Goddess Lakshmi


 The waiting days wrenched my nerves. Each minute seemed like a hour, and 2 hours like a millennium. The kabadiwala too had business, while the mochi too chipped plastics and leather, merrily. Empty Rickshawalas, not plying to the customer needs,  rush passed frivolously as if Aishwarya Rai or up in the ladder, Sonia Gandhi waited the ride. One's dependency on the tricycle for lack of husband's funds, while other's apathy due to son in law's splurging, not that the son did anything great. Still, the ladies had a business of going somewhere, for which these rickshawalas were being arrogant, to their daily bread and butter. How a man goes crazy for a day of malai kulfi and italian pizza, is a story of another blog. 

So, to lay emphasis here is, the nukad boy crying 'bhindi lelo' too has an involvement in occupation, but not me. Yes, the doctor's degree certificate fresh out of printing and framing, ridicules at me, 'Go find a better way of whiling time, than shooing away the third generation of flies born in two months, at the prosperity of an empty clinic!' If this was the state of mockery spat in my face by the beget of my hardwork, imagine what distantly related animates spoke. 

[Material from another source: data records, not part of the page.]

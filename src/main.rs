// Allow common clippy pedantic lints
#![allow(clippy::cast_possible_truncation)]
#![allow(clippy::cast_sign_loss)]
#![allow(clippy::cast_lossless)]
#![allow(clippy::too_many_lines)]
#![allow(clippy::ref_option)]
#![allow(clippy::unused_self)]
#![allow(clippy::struct_excessive_bools)]
#![allow(clippy::must_use_candidate)]
#![allow(clippy::items_after_statements)]
#![allow(clippy::unnecessary_wraps)]
#![allow(clippy::match_same_arms)]
#![allow(clippy::match_wildcard_for_single_variants)]
#![allow(clippy::needless_pass_by_value)]
#![allow(clippy::unused_async)]

//! Motel Traffic CLI
//!
//! Runs one traffic task against the motel and reservation APIs

use clap::Parser;
use motel_traffic::cli::{Cli, Runner};
use motel_traffic::{Error, LogFormat, LogLevel};
use tracing_subscriber::EnvFilter;

fn init_logging(level: LogLevel, format: LogFormat) {
    // RUST_LOG wins over --log-level
    let filter = EnvFilter::try_from_default_env().unwrap_or_else(|_| {
        EnvFilter::default().add_directive(tracing::Level::from(level).into())
    });

    let builder = tracing_subscriber::fmt().with_env_filter(filter);
    match format {
        LogFormat::Json => builder
            .json()
            .flatten_event(true)
            .with_current_span(false)
            .init(),
        LogFormat::Pretty => builder.pretty().init(),
    }
}

#[tokio::main]
async fn main() {
    let cli = Cli::parse();
    init_logging(cli.log_level, cli.log_format);

    let runner = Runner::new(cli);
    if let Err(e) = runner.run().await {
        match e {
            Error::UnknownTask { task, valid } => {
                eprintln!("Error: unknown task '{task}'");
                eprintln!("Valid tasks: {valid}");
                std::process::exit(2);
            }
            e => {
                eprintln!("Error: {e}");
                std::process::exit(1);
            }
        }
    }
}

"Let the children do some drawings here, till I fetch some veggies." Once a Mary had gone shopping, leaving her little lambs at my idle mercy. The blow came when she remarked the next day, "Oh, they just loved the empty, safe space, to bring out the Picasso in them." EMPTY SPACE the real dagger, minced my ego, and made a kheema out of it. Even when the kheema was not ready, the spectators were too humble, to bring in their own pav. 

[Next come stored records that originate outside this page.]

//! Scenario config loading and validation

use super::types::ScenarioConfig;
use crate::error::{Error, Result};
use std::fs;
use std::path::Path;

/// Load a scenario config from a YAML or JSON file
pub fn load_scenario_config(path: impl AsRef<Path>) -> Result<ScenarioConfig> {
    let path = path.as_ref();
    let content = fs::read_to_string(path).map_err(|e| {
        Error::config(format!(
            "Failed to read scenario config '{}': {e}",
            path.display()
        ))
    })?;
    scenario_config_from_str(&content)
}

/// Parse a scenario config from YAML (JSON is accepted as well)
pub fn scenario_config_from_str(content: &str) -> Result<ScenarioConfig> {
    let config: ScenarioConfig = if content.trim().is_empty() {
        ScenarioConfig::default()
    } else {
        serde_yaml::from_str(content)?
    };
    config.validate()?;
    Ok(config)
}

/// Parse a scenario config from an inline JSON document
pub fn scenario_config_from_json(content: &str) -> Result<ScenarioConfig> {
    let config: ScenarioConfig = serde_json::from_str(content)?;
    config.validate()?;
    Ok(config)
}

impl ScenarioConfig {
    /// Reject values no scenario can run with
    pub fn validate(&self) -> Result<()> {
        if self.page_size == 0 {
            return Err(Error::invalid_value("page_size", "must be positive"));
        }
        if self.chain_get_path.trim().is_empty() {
            return Err(Error::invalid_value("chain_get_path", "cannot be empty"));
        }
        if !self.motel.name_template.contains("{chain}") {
            return Err(Error::invalid_value(
                "motel.name_template",
                "must contain the {chain} placeholder",
            ));
        }
        if self.room_categories.categories.is_empty() {
            return Err(Error::invalid_value(
                "room_categories.categories",
                "at least one category is required",
            ));
        }
        if let Some(def) = self
            .room_categories
            .categories
            .iter()
            .find(|c| c.room_category_name.trim().is_empty())
        {
            return Err(Error::invalid_value(
                "room_categories.categories",
                format!("category '{}' has no roomCategoryName", def.display_name),
            ));
        }
        if self.rooms.floor_start > self.rooms.floor_end {
            return Err(Error::invalid_value(
                "rooms.floor_start",
                format!(
                    "{} is above floor_end {}",
                    self.rooms.floor_start, self.rooms.floor_end
                ),
            ));
        }
        if self.rooms.rooms_per_floor == 0 || self.rooms.rooms_per_floor > 99 {
            return Err(Error::invalid_value(
                "rooms.rooms_per_floor",
                "must be between 1 and 99",
            ));
        }
        if self.reservations.per_page == 0 {
            return Err(Error::invalid_value("reservations.per_page", "must be positive"));
        }
        if let Some(date) = &self.reservations.date {
            chrono::NaiveDate::parse_from_str(date, "%Y-%m-%d").map_err(|e| {
                Error::invalid_value("reservations.date", format!("'{date}': {e}"))
            })?;
        }
        Ok(())
    }
}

The next auspicious day, my immediate neighbour, the carpenter decides to abuse my mantra of 'Live and let Live'. "Madamji, kuch saman aayega, bara baje. Main ek order lene ja raha hu, paleees, aapke chaurahe pe rakhne dena. Mention not, Madamji!" Cursing expletives was not part of my upbringing, and Mother's son was a pure relation for me. Yet, again the Homoeopathic clinic was a babysitter, to woody babies of a carpenter who was out on work. 

WORK!! Again everyone had it, except me. I longed with dewy eyes, at the labourer sweating it out, digging roads for the nth time in two months, while the sun shone on his brow. Dejected and bruised, I went back to my cabin for a nth round of silent wailing and head banging in exasperation. 

"Madam, aau kya? Dawakhana khula kya?" She uttered those three magical words-DAWAKHANA KHULA KYA! Arey aana, tere liye toh mera dil ka darwaja bhi khul gaya. Two things, I loved Lakshmi for-one being my first guinea pig of an independent practice, second calling my clinic by its real name DAWAKHANA! Pet names however cute and mushy they sound, never establish your true identity. 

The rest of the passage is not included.